Evidencia-se neste tempo que a principal arma contra o coronavírus é a mesma utilizada contra a crise climática, ou seja, parar. Tal decisão desafia o modelo de vida pelo qual temos pautado a nossa forma de vida, caracterizado pela velocidade, quando não dizer pela corrida para o abismo. Numa lógica de globalização e exploração sem regras, em que estão aliados os sistemas produtivos e económicos, a necessidade de combater o vírus atinge um dos pressupostos da globalização que é a mobilidade, interrompendo de forma súbita, e universal, a circulação de pessoas e de mercadorias.
A crise gerada pela covid-19 demonstra que, desde que exista vontade politica, muito se pode mudar e que os instrumentos utilizados para enfrentar esta crise revelam uma força insuspeitada. Como pensar que, em dois meses, os Estados se mobilizariam à escala global com meios duma magnitude inimaginável?
Em virtude desta crise, sabemos que, se existir força de vontade, encontramos recursos e meios. Essenciais são a inteligência e a capacidade de agir rapidamente.
A Humanidade é nossa única pátria e este planeta a nossa casa comum.
Nas decisões que o momento presente convoca, a importância da presença da força moral e do capital ético.
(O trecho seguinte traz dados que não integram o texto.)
/// List from the first endpoint that exists (organization, then user).
async fn first_listing<'a, T, F, Fut>(
    owner: &str,
    endpoints: &'a [String],
    mut list: F,
) -> TaskOutput<Vec<T>>
where
    F: FnMut(&'a str) -> Fut,
    Fut: Future<Output = TaskOutput<Option<Vec<T>>>>,
{
    for url in endpoints {
        if let Some(items) = list(url.as_str()).await? {
            return Ok(items);
        }
        debug!("{} has no listing at {}", owner, url);
    }

    Err(TaskError::NotFound(format!("GitHub owner not found: {}", owner)))
}

#[cfg(test)]
pub(crate) mod tests {
    use super::*;
    use chrono::Duration as ChronoDuration;

    pub(crate) fn repo(owner: &str, name: &str) -> DiscoveredRepo {
        DiscoveredRepo {
            owner: owner.to_string(),
            name: name.to_string(),
            archived: false,
            fork: false,
            language: Some("Rust".to_string()),
            pushed_at: Some(Utc::now() - ChronoDuration::days(1)),
            default_branch: Some("main".to_string()),
        }
    }

    /// Serves a fixed list per owner.
    pub(crate) struct FakeSource {
        pub(crate) repos: Vec<DiscoveredRepo>,
    }

    impl RepoSource for FakeSource {
        async fn list_repositories(&self, owner: &str) -> TaskOutput<Vec<DiscoveredRepo>> {
            Ok(self
                .repos
                .iter()
                .filter(|r| r.owner == owner)
                .cloned()
                .collect())
        }
    }

    fn filters(yaml: &str) -> RepoFilters {
        RepoFilters::from_yaml(yaml, Path::new("repo_filters.yaml")).unwrap()
    }

    #[test]
    fn test_filter_defaults() {
        let f = filters("owners: [acme]");
        assert!(f.exclude_archived);
        assert!(f.exclude_forks);
        assert!(f.include_patterns.is_empty());
        assert_eq!(f.max_inactive_days, None);
    }

    #[test]
    fn test_first_failing_rule_names_reason() {
        let compiled = CompiledFilters::new(&filters(
            r#"
owners: [acme]
include_patterns: ["acme/*"]
exclude_patterns: ["*-sandbox"]
include_languages: [rust, python]
max_inactive_days: 90
"#,
        ))
        .unwrap();
        let now = Utc::now();

        let archived_fork = DiscoveredRepo {
            archived: true,
            fork: true,
            ..repo("acme", "old")
        };
        assert_eq!(compiled.check(&archived_fork, now), Some(DropReason::Archived));

        let fork = DiscoveredRepo {
            fork: true,
            ..repo("acme", "fork")
        };
        assert_eq!(compiled.check(&fork, now), Some(DropReason::Fork));
        assert_eq!(
            compiled.check(&repo("other", "api"), now),
            Some(DropReason::NotIncluded)
        );
        assert_eq!(
            compiled.check(&repo("acme", "api-sandbox"), now),
            Some(DropReason::Excluded)
        );

        let go = DiscoveredRepo {
            language: Some("Go".to_string()),
            ..repo("acme", "cli")
        };
        assert_eq!(compiled.check(&go, now), Some(DropReason::Language));

        let stale = DiscoveredRepo {
            pushed_at: Some(now - ChronoDuration::days(200)),
            ..repo("acme", "legacy")
        };
        assert_eq!(compiled.check(&stale, now), Some(DropReason::Inactive));

        assert_eq!(compiled.check(&repo("acme", "api"), now), None);
    }

    #[test]
    fn test_bad_pattern_is_malformed() {
        let err = CompiledFilters::new(&filters("owners: [acme]\ninclude_patterns: [\"[\"]"))
            .err()
            .unwrap();
        assert_eq!(err.kind(), "malformed");
    }

    #[test]
    fn test_discover_counts_and_sorts() {
        let source = FakeSource {
            repos: vec![
                repo("acme", "web"),
                repo("acme", "api"),
                DiscoveredRepo {
                    archived: true,
                    ..repo("acme", "old")
                },
                DiscoveredRepo {
                    fork: true,
                    ..repo("acme", "fork")
                },
                repo("elsewhere", "ignored"),
            ],
        };

        let (config, stats) =
            tokio_test::block_on(discover(&source, &filters("owners: [acme]"), Utc::now())).unwrap();

        assert_eq!(stats.considered, 4);
        assert_eq!(stats.kept, 2);
        assert_eq!(stats.dropped, 2);
        assert_eq!(stats.drop_reasons[&DropReason::Archived], 1);
        assert_eq!(stats.drop_reasons[&DropReason::Fork], 1);

        let names: Vec<String> = config.repositories.iter().map(|r| r.full_name()).collect();
        assert_eq!(names, vec!["acme/api", "acme/web"]);
        assert_eq!(config.repositories[0].branch.as_deref(), Some("main"));
    }

    #[test]
    fn test_discover_requires_owners() {
        let source = FakeSource { repos: vec![] };
        let err = tokio_test::block_on(discover(&source, &filters("{}"), Utc::now())).unwrap_err();
        assert_eq!(err.kind(), "validation");
    }

    /// Canned page sizes; `None` answers 404.
    fn pages(
        sizes: &[Option<usize>],
    ) -> impl FnMut(usize) -> std::future::Ready<TaskOutput<Option<Vec<usize>>>> + '_ {
        move |page| {
            let body = sizes
                .get(page - 1)
                .copied()
                .flatten()
                .map(|n| (0..n).map(|i| (page - 1) * PAGE_SIZE + i).collect());
            std::future::ready(Ok(body))
        }
    }

    #[test]
    fn test_paging_stops_on_short_page() {
        let items = tokio_test::block_on(collect_pages(pages(&[Some(100), Some(100), Some(7)])))
            .unwrap()
            .unwrap();

        assert_eq!(items.len(), 207);
        assert_eq!(items[206], 206);
    }

    #[test]
    fn test_paging_full_page_then_missing() {
        let items = tokio_test::block_on(collect_pages(pages(&[Some(100), None])))
            .unwrap()
            .unwrap();
        assert_eq!(items.len(), 100);

        let empty = tokio_test::block_on(collect_pages(pages(&[Some(100), Some(0)])))
            .unwrap()
            .unwrap();
        assert_eq!(empty.len(), 100);
    }

    #[test]
    fn test_paging_missing_first_page_is_none() {
        let items = tokio_test::block_on(collect_pages(pages(&[None])));
        assert!(items.unwrap().is_none());
    }

    #[test]
    fn test_paging_error_propagates() {
        let result = tokio_test::block_on(collect_pages(|page| {
            std::future::ready(if page == 1 {
                Ok(Some(vec![0usize; PAGE_SIZE]))
            } else {
                Err(TaskError::Collaborator("GitHub API error 500".to_string()))
            })
        }));

        assert_eq!(result.unwrap_err().kind(), "collaborator");
    }

    #[test]
    fn test_owner_falls_back_to_user_listing() {
        let endpoints = ["orgs/ada".to_string(), "users/ada".to_string()];
        let mut asked = Vec::new();

        let repos = tokio_test::block_on(first_listing("ada", &endpoints, |url| {
            asked.push(url.to_string());
            std::future::ready(Ok(url.starts_with("users/").then(|| vec![repo("ada", "notes")])))
        }))
        .unwrap();

        assert_eq!(asked, endpoints);
        assert_eq!(repos[0].full_name(), "ada/notes");
    }

    #[test]
    fn test_organization_listing_wins() {
        let endpoints = ["orgs/acme".to_string(), "users/acme".to_string()];
        let mut asked = 0;

        let repos = tokio_test::block_on(first_listing("acme", &endpoints, |_| {
            asked += 1;
            std::future::ready(Ok(Some(vec![repo("acme", "api")])))
        }))
        .unwrap();

        assert_eq!(asked, 1);
        assert_eq!(repos.len(), 1);
    }

    #[test]
    fn test_unknown_owner_is_not_found() {
        let endpoints = ["orgs/ghost".to_string(), "users/ghost".to_string()];
        let err = tokio_test::block_on(first_listing("ghost", &endpoints, |_| {
            std::future::ready(Ok::<Option<Vec<DiscoveredRepo>>, TaskError>(None))
        }))
        .unwrap_err();

        assert_eq!(err.kind(), "not_found");
        assert_eq!(err.to_string(), "GitHub owner not found: ghost");
    }

    #[test]
    fn test_github_repo_shape() {
        let json = r#"{
            "name": "api",
            "full_name": "acme/api",
            "owner": {"login": "acme"},
            "archived": false,
            "fork": false,
            "language": "Rust",
            "pushed_at": "2025-01-10T12:00:00Z",
            "default_branch": "main"
        }"#;

        let repo: DiscoveredRepo = serde_json::from_str::<GitHubRepo>(json).unwrap().into();
        assert_eq!(repo.full_name(), "acme/api");
        assert_eq!(repo.language.as_deref(), Some("Rust"));
        assert!(repo.pushed_at.is_some());
    }
}
//! Command-line interface argument parsing.
//!
//! This module handles all CLI argument parsing using clap,
//! including validation and default values.

use clap::{Parser, Subcommand};
use std::path::PathBuf;

/// pmagents - GitHub issue analysis and synthetic note generation
///
/// Examples:
///   pmagents pm trend --baseline 2025-01-06 --current 2025-01-13
///   pmagents pm activity --days 14
///   pmagents pm sync --apply
///   pmagents notes --category adult_neck_pain --total 10 --batch-size 2
///   pmagents notes --request note-request.json
///   pmagents issues docs/issues/github-issues-export.json
///   pmagents init-config
#[derive(Parser, Debug, Clone)]
#[command(author, version, about, long_about = None)]
#[command(propagate_version = true)]
pub struct Args {
    #[command(subcommand)]
    pub command: Command,

    /// Path to configuration file
    ///
    /// If not specified, looks for .pmagents.toml in the current directory
    #[arg(short, long, value_name = "FILE", global = true)]
    pub config: Option<PathBuf>,

    /// Root of the github-pm checkout (snapshots and collection configs)
    #[arg(long, value_name = "DIR", env = "GITHUB_PM_ROOT", global = true)]
    pub github_pm_root: Option<PathBuf>,

    /// Root of the synthetic-notes checkout (prompts and output)
    #[arg(long, value_name = "DIR", env = "SYNTHETIC_NOTES_ROOT", global = true)]
    pub notes_root: Option<PathBuf>,

    /// Text-generation model to use for notes
    #[arg(short, long, env = "PMAGENTS_MODEL", global = true)]
    pub model: Option<String>,

    /// Enable verbose logging output
    #[arg(short, long, global = true)]
    pub verbose: bool,

    /// Run in quiet mode (minimal output)
    #[arg(short, long, global = true)]
    pub quiet: bool,
}

#[derive(Subcommand, Debug, Clone)]
pub enum Command {
    /// Run a GitHub project-management analysis task
    Pm {
        #[command(subcommand)]
        task: PmCommand,
    },

    /// Generate a batch of synthetic clinical notes
    Notes {
        /// Note category (e.g. adult_neck_pain, torticollis)
        #[arg(long, alias = "prompt-type", value_name = "CATEGORY")]
        category: Option<String>,

        /// Total number of notes to generate [default: 10]
        #[arg(long, value_name = "COUNT")]
        total: Option<i64>,

        /// Notes requested per API call [default: 2]
        #[arg(long, value_name = "COUNT")]
        batch_size: Option<i64>,

        /// JSON request object (`-` reads stdin); flags override its fields
        #[arg(long, value_name = "FILE")]
        request: Option<PathBuf>,

        /// API key for the text-generation service
        #[arg(long, env = "ANTHROPIC_API_KEY", hide_env_values = true)]
        api_key: Option<String>,
    },

    /// Print milestone and board reports from an issue export
    Issues {
        /// Issue export JSON (defaults to the configured export path)
        #[arg(value_name = "FILE")]
        path: Option<PathBuf>,
    },

    /// Generate a default .pmagents.toml configuration file
    InitConfig,
}

#[derive(Subcommand, Debug, Clone)]
pub enum PmCommand {
    /// Compare two issue snapshots
    Trend {
        /// Baseline snapshot label
        #[arg(long, value_name = "LABEL")]
        baseline: String,

        /// Current snapshot label
        #[arg(long, value_name = "LABEL")]
        current: String,

        /// Print only the rendered Markdown report
        #[arg(long)]
        report_only: bool,
    },

    /// Summarize commit activity across configured repositories
    Activity {
        /// Lookback window in days
        #[arg(long, default_value = "7", value_name = "DAYS")]
        days: i64,

        /// Repository list, relative to the github-pm root
        #[arg(long, value_name = "FILE")]
        config_file: Option<PathBuf>,

        /// Print only the rendered Markdown report
        #[arg(long)]
        report_only: bool,
    },

    /// Discover repositories and apply filter rules
    Sync {
        /// Filter rules, relative to the github-pm root
        #[arg(long, value_name = "FILE")]
        filters_file: Option<PathBuf>,

        /// Write the resulting repository list (default is a dry run)
        #[arg(long)]
        apply: bool,

        /// GitHub token for API requests
        #[arg(long, env = "GITHUB_TOKEN", hide_env_values = true)]
        github_token: Option<String>,
    },

    /// List available issue snapshots
    Snapshots,

    /// Execute a raw JSON request object (`-` reads stdin)
    Run {
        #[arg(long, value_name = "FILE")]
        request: PathBuf,

        /// GitHub token for API requests
        #[arg(long, env = "GITHUB_TOKEN", hide_env_values = true)]
        github_token: Option<String>,
    },
}

impl Args {
    /// Parse command-line arguments.
    pub fn parse_args() -> Self {
        Self::parse()
    }

    /// Validate the parsed arguments.
    pub fn validate(&self) -> Result<(), String> {
        if self.verbose && self.quiet {
            return Err("Cannot use both --verbose and --quiet".to_string());
        }

        if let Some(ref root) = self.github_pm_root {
            if root.exists() && !root.is_dir() {
                return Err(format!(
                    "github-pm root is not a directory: {}",
                    root.display()
                ));
            }
        }

        if let Some(ref root) = self.notes_root {
            if root.exists() && !root.is_dir() {
                return Err(format!(
                    "synthetic-notes root is not a directory: {}",
                    root.display()
                ));
            }
        }

        Ok(())
    }

    /// Returns the log level based on verbosity settings.
    ///
    /// `verbose_by_default` comes from `[general] verbose`; `--quiet` wins over it.
    pub fn log_level(&self, verbose_by_default: bool) -> tracing::Level {
        if self.quiet {
            tracing::Level::ERROR
        } else if self.verbose || verbose_by_default {
            tracing::Level::DEBUG
        } else {
            tracing::Level::INFO
        }
    }
}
Na esteira de Orwell importa recordar a “decência comum”, uma noção moral básica, que nos dignifica como pessoas e instituições, na qual a nossa liberdade é temperada pela preocupação com os outros e pelo reconhecimento da igualdade de todos.
Essa mesma dimensão ética tem de estar presente em qualquer projecto comum, convocando pessoas e instituições para um futuro que é preciso erguer.